**Exercise directions**
Reproduce the data below verbatim from the line containing "self.routes.iter().map(|r| r.as_ref())" through its final line, and produce nothing more.

**Data in this exercise**
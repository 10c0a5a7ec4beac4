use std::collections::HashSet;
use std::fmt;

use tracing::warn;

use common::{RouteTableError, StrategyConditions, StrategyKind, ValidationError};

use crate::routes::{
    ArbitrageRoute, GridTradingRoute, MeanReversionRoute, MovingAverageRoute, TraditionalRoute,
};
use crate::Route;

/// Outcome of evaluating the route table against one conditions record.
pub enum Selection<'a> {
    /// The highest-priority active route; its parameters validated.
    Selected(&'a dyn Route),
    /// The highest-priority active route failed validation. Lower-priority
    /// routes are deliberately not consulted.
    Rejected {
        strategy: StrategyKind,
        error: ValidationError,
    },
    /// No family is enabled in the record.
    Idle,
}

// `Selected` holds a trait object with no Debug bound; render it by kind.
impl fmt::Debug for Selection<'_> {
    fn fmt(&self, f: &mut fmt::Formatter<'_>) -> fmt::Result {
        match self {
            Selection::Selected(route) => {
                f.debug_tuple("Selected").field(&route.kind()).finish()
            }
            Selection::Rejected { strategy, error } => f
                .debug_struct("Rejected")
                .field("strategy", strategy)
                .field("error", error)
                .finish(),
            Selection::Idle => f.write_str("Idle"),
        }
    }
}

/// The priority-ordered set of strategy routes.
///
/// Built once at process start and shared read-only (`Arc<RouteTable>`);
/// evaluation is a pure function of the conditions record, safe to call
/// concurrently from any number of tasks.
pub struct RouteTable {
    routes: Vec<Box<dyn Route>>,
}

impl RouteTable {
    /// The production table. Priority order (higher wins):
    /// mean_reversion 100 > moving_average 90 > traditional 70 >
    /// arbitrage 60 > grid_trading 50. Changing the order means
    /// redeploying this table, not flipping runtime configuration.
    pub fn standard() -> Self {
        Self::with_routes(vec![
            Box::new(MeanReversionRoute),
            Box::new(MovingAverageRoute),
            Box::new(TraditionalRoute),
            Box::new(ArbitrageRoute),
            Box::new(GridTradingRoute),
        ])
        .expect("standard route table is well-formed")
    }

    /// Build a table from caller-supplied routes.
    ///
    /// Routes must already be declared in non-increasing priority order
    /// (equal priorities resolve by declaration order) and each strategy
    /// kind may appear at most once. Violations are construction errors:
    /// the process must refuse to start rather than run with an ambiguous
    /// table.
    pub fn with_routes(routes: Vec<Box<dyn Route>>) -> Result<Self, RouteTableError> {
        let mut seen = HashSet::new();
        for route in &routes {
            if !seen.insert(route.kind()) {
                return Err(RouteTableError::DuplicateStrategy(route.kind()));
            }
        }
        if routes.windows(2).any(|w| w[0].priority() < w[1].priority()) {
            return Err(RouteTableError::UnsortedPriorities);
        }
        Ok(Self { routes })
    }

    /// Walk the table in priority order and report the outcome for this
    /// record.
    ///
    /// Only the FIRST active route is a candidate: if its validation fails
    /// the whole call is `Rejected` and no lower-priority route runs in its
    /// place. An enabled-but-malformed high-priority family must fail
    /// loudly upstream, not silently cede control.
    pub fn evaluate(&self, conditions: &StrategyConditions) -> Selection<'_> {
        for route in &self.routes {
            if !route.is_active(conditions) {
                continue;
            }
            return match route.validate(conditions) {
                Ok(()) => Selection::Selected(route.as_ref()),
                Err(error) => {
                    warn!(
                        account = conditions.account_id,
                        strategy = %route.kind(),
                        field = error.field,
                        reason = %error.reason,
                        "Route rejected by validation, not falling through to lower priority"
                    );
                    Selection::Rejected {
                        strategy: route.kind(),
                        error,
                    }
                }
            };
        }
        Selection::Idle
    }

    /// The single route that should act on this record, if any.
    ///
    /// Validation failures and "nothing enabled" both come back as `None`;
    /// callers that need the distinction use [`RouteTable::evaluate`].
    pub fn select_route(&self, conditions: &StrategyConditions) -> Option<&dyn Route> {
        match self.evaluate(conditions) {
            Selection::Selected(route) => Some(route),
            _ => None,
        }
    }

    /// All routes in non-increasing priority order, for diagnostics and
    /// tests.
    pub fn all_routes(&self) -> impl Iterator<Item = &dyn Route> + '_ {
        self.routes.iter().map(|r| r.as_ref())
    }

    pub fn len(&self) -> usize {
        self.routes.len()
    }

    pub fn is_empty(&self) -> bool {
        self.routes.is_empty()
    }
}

**Task output**
        self.routes.iter().map(|r| r.as_ref())
    }

    pub fn len(&self) -> usize {
        self.routes.len()
    }

    pub fn is_empty(&self) -> bool {
        self.routes.is_empty()
    }
}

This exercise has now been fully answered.